**ACTIVITY:**
Only the lines from the one containing "use crate::time::TimeSystem;" to the end of the entries should be written out, each exactly as it stands, both ends included.

+++ EXTRACTED MATERIAL +++

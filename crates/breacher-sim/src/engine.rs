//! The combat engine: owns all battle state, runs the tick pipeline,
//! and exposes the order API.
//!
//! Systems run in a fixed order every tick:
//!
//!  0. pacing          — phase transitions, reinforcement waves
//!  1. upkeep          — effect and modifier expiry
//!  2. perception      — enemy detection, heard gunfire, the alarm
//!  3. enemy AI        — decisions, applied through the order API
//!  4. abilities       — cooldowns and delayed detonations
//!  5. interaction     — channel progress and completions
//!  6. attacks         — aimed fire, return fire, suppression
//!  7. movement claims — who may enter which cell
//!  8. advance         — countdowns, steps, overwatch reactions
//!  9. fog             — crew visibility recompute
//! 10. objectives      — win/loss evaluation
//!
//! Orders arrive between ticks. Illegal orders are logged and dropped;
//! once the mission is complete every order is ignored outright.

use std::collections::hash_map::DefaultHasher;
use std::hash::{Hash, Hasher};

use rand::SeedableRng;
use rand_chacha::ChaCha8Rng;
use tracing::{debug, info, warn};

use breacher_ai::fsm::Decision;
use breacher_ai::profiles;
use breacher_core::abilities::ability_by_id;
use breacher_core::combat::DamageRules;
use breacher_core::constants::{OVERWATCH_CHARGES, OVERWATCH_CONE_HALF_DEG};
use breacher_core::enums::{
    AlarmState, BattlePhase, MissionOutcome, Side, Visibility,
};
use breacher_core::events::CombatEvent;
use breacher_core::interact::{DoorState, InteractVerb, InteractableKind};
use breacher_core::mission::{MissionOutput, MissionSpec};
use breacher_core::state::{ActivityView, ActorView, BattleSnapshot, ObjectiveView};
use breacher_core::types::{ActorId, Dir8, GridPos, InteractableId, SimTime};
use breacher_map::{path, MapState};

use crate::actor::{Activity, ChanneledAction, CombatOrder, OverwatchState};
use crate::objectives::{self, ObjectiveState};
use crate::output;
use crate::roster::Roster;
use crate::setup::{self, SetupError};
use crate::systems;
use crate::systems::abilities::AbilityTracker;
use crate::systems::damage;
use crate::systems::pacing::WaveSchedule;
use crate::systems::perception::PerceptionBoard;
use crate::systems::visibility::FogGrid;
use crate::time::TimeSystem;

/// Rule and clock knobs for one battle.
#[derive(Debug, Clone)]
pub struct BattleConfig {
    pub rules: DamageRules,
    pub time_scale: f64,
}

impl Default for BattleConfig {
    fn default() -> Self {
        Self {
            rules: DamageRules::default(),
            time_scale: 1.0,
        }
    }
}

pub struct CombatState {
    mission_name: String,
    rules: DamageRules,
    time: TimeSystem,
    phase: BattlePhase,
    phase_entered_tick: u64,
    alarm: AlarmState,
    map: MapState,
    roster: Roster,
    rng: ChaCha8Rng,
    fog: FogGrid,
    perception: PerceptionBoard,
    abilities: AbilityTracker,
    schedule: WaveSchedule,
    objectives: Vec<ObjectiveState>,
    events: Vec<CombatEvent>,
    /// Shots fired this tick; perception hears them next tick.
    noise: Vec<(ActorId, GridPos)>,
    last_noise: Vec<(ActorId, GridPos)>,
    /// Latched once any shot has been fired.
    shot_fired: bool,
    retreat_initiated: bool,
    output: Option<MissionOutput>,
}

+++

**ANSWER TO THE PROBLEM:**
use crate::time::TimeSystem;

/// Rule and clock knobs for one battle.
#[derive(Debug, Clone)]
pub struct BattleConfig {
    pub rules: DamageRules,
    pub time_scale: f64,
}

impl Default for BattleConfig {
    fn default() -> Self {
        Self {
            rules: DamageRules::default(),
            time_scale: 1.0,
        }
    }
}

pub struct CombatState {
    mission_name: String,
    rules: DamageRules,
    time: TimeSystem,
    phase: BattlePhase,
    phase_entered_tick: u64,
    alarm: AlarmState,
    map: MapState,
    roster: Roster,
    rng: ChaCha8Rng,
    fog: FogGrid,
    perception: PerceptionBoard,
    abilities: AbilityTracker,
    schedule: WaveSchedule,
    objectives: Vec<ObjectiveState>,
    events: Vec<CombatEvent>,
    /// Shots fired this tick; perception hears them next tick.
    noise: Vec<(ActorId, GridPos)>,
    last_noise: Vec<(ActorId, GridPos)>,
    /// Latched once any shot has been fired.
    shot_fired: bool,
    retreat_initiated: bool,
    output: Option<MissionOutput>,
}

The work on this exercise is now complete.